Succédant à David Azéma à la tête de l'Agence des participations de l'Etat (APE), Régis Turrini est presque inconnu du grand public. Dans les semaines qui suivent il va pourtant devoir gérer les successions des patrons de trois des plus grandes entreprises du pays : EDF, GDF et Areva. Plus que les destins d'Henri Proglio, Gérard Mestrallet et Luc Oursel, c'est une partie de l'avenir économique français qu'il tient entre ses mains aujourd'hui.

David Azéma a quitté la direction de l'Agence des participations de l'État (APE) en juillet dernier pour rejoindre la Bank of America Merril Lynch. S'il est connu pour s'être occupé de dossiers comme EADS, PSA ou encore Alstom, il a véritablement marqué l'APE par sa réorganisation de l'Agence en directions thématiques. Une réorganisation encore en marche aujourd'hui, pour laquelle son successeur, Régis Terrini, hérite de la tâche la plus ardue. « Régis Turrini aura pour mission d'amplifier le mouvement de modernisation (de l'APE) » déclarait Bercy en juillet dernier alors que l'Agence faisait « le constat de l'empilement, des incohérences, de l'inutile complexité ou des lacunes des règles applicables à l'État actionnaire ». Un défi de taille pour l'ancien directeur des fusions et acquisitions de Vivendi au profil très différent de son prédécesseur.

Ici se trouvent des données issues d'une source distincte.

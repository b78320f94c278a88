//! Run events and trace recording

use crate::core::registry_id::RegistryId;
use crate::core::state::{ExecutionStatus, TraceEntry};
use crate::errors::SerializedError;
use chrono::Utc;
use serde_json::Value;
use std::sync::{Arc, Mutex, RwLock};
use uuid::Uuid;

/// Events that can occur during a run
#[derive(Debug, Clone, PartialEq)]
pub enum ExecutionEvent {
    RunStarted {
        run_id: Uuid,
        steps: usize,
    },
    StepStarted {
        run_id: Uuid,
        instance_id: Uuid,
        brick_id: RegistryId,
        label: Option<String>,
    },
    /// Arguments were rendered (successfully or not)
    StepRendered {
        run_id: Uuid,
        instance_id: Uuid,
        args: Option<Value>,
        render_error: Option<SerializedError>,
    },
    StepSkipped {
        run_id: Uuid,
        instance_id: Uuid,
    },
    StepCompleted {
        run_id: Uuid,
        instance_id: Uuid,
        output: Value,
    },
    StepFailed {
        run_id: Uuid,
        instance_id: Uuid,
        error: SerializedError,
    },
    RunCompleted {
        run_id: Uuid,
        status: ExecutionStatus,
    },
}

/// Type for event handlers
pub type EventHandler = Arc<dyn Fn(&ExecutionEvent) + Send + Sync>;

/// Fan-out of run events to registered handlers
///
/// Clones share the same handler list.
#[derive(Clone, Default)]
pub struct EventSink {
    handlers: Arc<RwLock<Vec<EventHandler>>>,
}

impl EventSink {
    pub fn new() -> Self {
        Self::default()
    }

    /// Add an event handler
    pub fn subscribe<F>(&self, handler: F)
    where
        F: Fn(&ExecutionEvent) + Send + Sync + 'static,
    {
        if let Ok(mut handlers) = self.handlers.write() {
            handlers.push(Arc::new(handler));
        }
    }

    /// Emit an event to all handlers
    pub fn emit(&self, event: ExecutionEvent) {
        let handlers = match self.handlers.read() {
            Ok(handlers) => handlers.clone(),
            Err(_) => return,
        };
        for handler in handlers.iter() {
            handler(&event);
        }
    }
}

impl std::fmt::Debug for EventSink {
    fn fmt(&self, f: &mut std::fmt::Formatter<'_>) -> std::fmt::Result {
        let count = self.handlers.read().map(|h| h.len()).unwrap_or(0);
        f.debug_struct("EventSink").field("handlers", &count).finish()
    }
}

/// Collects [`TraceEntry`]s from run events
#[derive(Clone, Default)]
pub struct TraceRecorder {
    entries: Arc<Mutex<Vec<TraceEntry>>>,
}

impl TraceRecorder {
    pub fn new() -> Self {
        Self::default()
    }

    /// Subscribe to `sink`
    pub fn attach(&self, sink: &EventSink) {
        let recorder = self.clone();
        sink.subscribe(move |event| recorder.record(event));
    }

    pub fn record(&self, event: &ExecutionEvent) {
        let Ok(mut entries) = self.entries.lock() else {
            return;
        };

        match event {
            ExecutionEvent::StepStarted {
                run_id,
                instance_id,
                brick_id,
                label,
            } => entries.push(TraceEntry::start(*run_id, *instance_id, brick_id.clone(), label.clone())),
            ExecutionEvent::StepRendered {
                instance_id,
                args,
                render_error,
                ..
            } => {
                if let Some(entry) = open_entry(&mut entries, instance_id) {
                    entry.args = args.clone();
                    entry.render_error = render_error.clone();
                }
            }
            ExecutionEvent::StepSkipped { instance_id, .. } => {
                if let Some(entry) = open_entry(&mut entries, instance_id) {
                    entry.skipped = true;
                    entry.output = Value::Null;
                    entry.finished_at = Some(Utc::now());
                }
            }
            ExecutionEvent::StepCompleted {
                instance_id, output, ..
            } => {
                if let Some(entry) = open_entry(&mut entries, instance_id) {
                    entry.output = output.clone();
                    entry.finished_at = Some(Utc::now());
                }
            }
            ExecutionEvent::StepFailed {
                instance_id, error, ..
            } => {
                if let Some(entry) = open_entry(&mut entries, instance_id) {
                    entry.error = Some(error.clone());
                    entry.finished_at = Some(Utc::now());
                }
            }
            ExecutionEvent::RunStarted { .. } | ExecutionEvent::RunCompleted { .. } => {}
        }
    }

    /// Entries in start order
    pub fn entries(&self) -> Vec<TraceEntry> {
        self.entries.lock().map(|e| e.clone()).unwrap_or_default()
    }

    pub fn entry(&self, instance_id: Uuid) -> Option<TraceEntry> {
        self.entries()
            .into_iter()
            .rev()
            .find(|entry| entry.instance_id == instance_id)
    }
}

/// Latest unfinished entry for an instance (loops re-run the same step)
fn open_entry<'a>(entries: &'a mut [TraceEntry], instance_id: &Uuid) -> Option<&'a mut TraceEntry> {
    entries
        .iter_mut()
        .rev()
        .find(|entry| entry.instance_id == *instance_id && !entry.is_finished())
}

Un profil atypique, spécialisé dans les fusions acquisitions

David Azéma, c'était le profil idéal. Numéro deux de la SNCF, secondant Guillaume Pepy, il s'était taillé un costume sur-mesure pour le poste de patron de l'APE. Régis Turrini de son côté n'a à première vue pas le même charisme professionnel. Son surnom a d'ailleurs vite été trouvé selon un proche de Matignon, « Turrini ? C'est Mr Nobody ». L'énarque de 55 ans n'en est pourtant pas à son premier portefeuille de participations. La vente de Vivendi Universal Publishing, de VivendiNet, des filiales internationales de Canal+ et plus récemment le rachat de SFR par Numericable, après 11 années passées chez Vivendi et plus de 150 opérations réalisées, il a piloté de nombreuses ventes et est loin de faire ses premiers pas dans le domaine.

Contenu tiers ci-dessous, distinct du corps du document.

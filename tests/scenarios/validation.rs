//! Test: input validation aborts, output validation only logs

use crate::helpers::*;
use brick_runtime::core::ExecutionStatus;
use brick_runtime::errors::PipelineError;
use serde_json::json;
use std::sync::atomic::Ordering;
use std::sync::Arc;

#[tokio::test]
async fn test_missing_required_property_aborts() {
    let echo = EchoBrick::new();
    let calls = echo.calls();
    let engine = engine_with(vec![Arc::new(echo)]);

    let steps = vec![
        identity(json!({"first": true})),
        step(EchoBrick::ID).with_arg("other", "value"),
        identity(json!({"never": true})),
    ];

    let report = run(&engine, steps, json!({})).await;

    match &report.result {
        Err(PipelineError::InputValidation(err)) => {
            assert_eq!(err.brick_id.as_ref().map(|id| id.as_str()), Some(EchoBrick::ID));
            assert_eq!(err.input, json!({"other": "value"}));
            assert!(!err.errors.is_empty());
        }
        other => panic!("expected input validation error, got {:?}", other),
    }
    assert_eq!(calls.load(Ordering::SeqCst), 0);
    assert_eq!(report.state.status, ExecutionStatus::Failed);
    assert_eq!(report.trace.len(), 2);
}

/// Wrong type for a declared property
#[tokio::test]
async fn test_type_mismatch_aborts() {
    let engine = engine_with(vec![Arc::new(EchoBrick::new())]);
    let steps = vec![step(EchoBrick::ID).with_arg("message", var("@input.count"))];

    let report = run(&engine, steps, json!({"count": 3})).await;

    assert!(matches!(report.result, Err(PipelineError::InputValidation(_))));
}

/// Validation can be switched off by the caller
#[tokio::test]
async fn test_input_validation_disabled() {
    let engine = engine_with(vec![Arc::new(EchoBrick::new())]);
    let options = engine.run_options().with_validation(false, false);

    let report = run_with(&engine, vec![step(EchoBrick::ID)], json!({}), options).await;

    assert_eq!(report.result, Ok(json!({})));
}

/// Output drift is logged, never raised
#[tokio::test]
async fn test_output_validation_is_log_only() {
    let engine = engine_with(vec![Arc::new(DriftingBrick::new())]);

    let report = run(&engine, vec![step(DriftingBrick::ID)], json!({})).await;

    assert_eq!(report.result, Ok(json!({"count": "many"})));
    assert_eq!(report.state.status, ExecutionStatus::Completed);
    assert!(report.trace[0].error.is_none());
}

Pour autant, son absence de poids sur la scène politique française lui est souvent reprochée, certains allant même jusqu'à redouter de le retrouver dans le rôle de simple exécutant des décisions de l'Élysée, sans influence particulière. Une erreur alors que ce dernier n'a pas hésité à aller à l'encontre des désirs du Gouvernement ces derniers mois. En début d'année, tandis qu'Arnaud Montebourg, alors ministre du Redressement productif, soutenait corps et âme la proposition de Bouygues pour le rachat de SFR, Régis Turrini n'a pas hésité à contredire son ancien camarade de la fac de droit et son choix l'a emporté ; Vivendi a choisi Numericable pour le rachat de son opérateur. Résultat : alors que Bouygues Télécom s'enfonce dans les méandres de la crise, Numericable/SFR est le leader du marché du très haut débit en France et concurrence même des géants américains comme Netflix avec son offre de SVOD qui devrait sortir prochainement, Serieflix. Régis Turrini sait tenir tête au Gouvernement, particulièrement quand il sait qu'il prend la bonne décision.

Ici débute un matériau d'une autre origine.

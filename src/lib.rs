//! brick-runtime - an interpreter for declarative brick pipelines

pub mod bricks;
pub mod cli;
pub mod core;
pub mod errors;
pub mod execution;
pub mod persistence;
pub mod platform;
pub mod registry;
pub mod schema;
pub mod template;

// Re-export commonly used types
pub use bricks::{Brick, BrickArgs, BrickKind, BrickOptions, RendererPayload};
pub use core::{ApiVersion, BrickConfig, Expression, PipelineInput, RegistryId, RunContext};
pub use errors::{PipelineError, SerializedError};
pub use execution::{reduce_pipeline, ExecutionEngine, InitialValues, RunOptions, RunReport};
pub use registry::BrickRegistry;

La succession d'Henri Proglio : première étape d'un agenda de ministre

Il l'a d'ailleurs rapidement précisé à Emmanuel Macron et Michel Sapin, ses ministres des tutelles : si l'Agence des participations de l'État n'a pas le dernier mot dans les décisions finales de nominations, elle se doit de jouer un rôle primordial d'éclaireur. Il a également rappelé son principal atout : « sa présence dans les conseils d'administration lui permet de développer une connaissance intime des entreprises et de leur management ». Il a en effet vécu chez Vivendi la période post-Messier et assisté à l'arrivée à la tête du groupe de Vincent Bolloré. Les coulisses des rachats d'entreprises ne semblent plus avoir de secret pour lui et c'est tant mieux. Pour autant, ce qui l'attend en tant que patron de l'APE est loin d'être une mince affaire et la moindre erreur pourrait avoir de graves conséquences.

Entre le changement de gouvernance chez Areva, la succession de Gérard Mestrallet chez GDF Suez et la fin du mandat d'Henri Proglio chez EDF, Régis Turrini se retrouve face à une pile de dossiers pour le moins cruciaux pour l'avenir économique de la France, mais pas seulement. Les programmes de dirigeants d'entreprises comme EDF ou GDF ont non seulement un impact économique sur l'emploi et la croissance, mais également des conséquences environnementales et politiques. Henri Proglio, pour le moment à la tête d'EDF et candidat à sa propre succession, soutient par exemple le projet de loi sur la transition énergétique, qu'il décrit comme « équilibré puisqu'il n'oppose pas les énergies, mais souligne leur complémentarité ». Un bon point pour Ségolène Royal, ministre de l'Écologie, qui pourrait déchanter si le futur PDG d'EDF n'est pas du même avis. Difficile de mener à bien un projet de loi qui demande entre autres de porter d'ici 2030 à 32 % la part des énergies renouvelables dans la consommation énergétique finale du pays si le premier électricien de France y met de la mauvaise volonté.

Si Régis Turrini n'avait déjà pas le droit à l'erreur chez Vivendi, à la tête de l'APE, il gère un portefeuille d'une autre envergure. En avril 2014, la valeur des participations de l'État atteignait les 110 milliards d'euros. Autant dire que ses décisions, bien qu'elles ne soient pas parole d'Évangile, seront scrutées de toutes parts, par les hommes et femmes politiques du pays, mais également par les Français, dont l'indulgence face aux décisions politiques aujourd'hui n'est pas la principale qualité.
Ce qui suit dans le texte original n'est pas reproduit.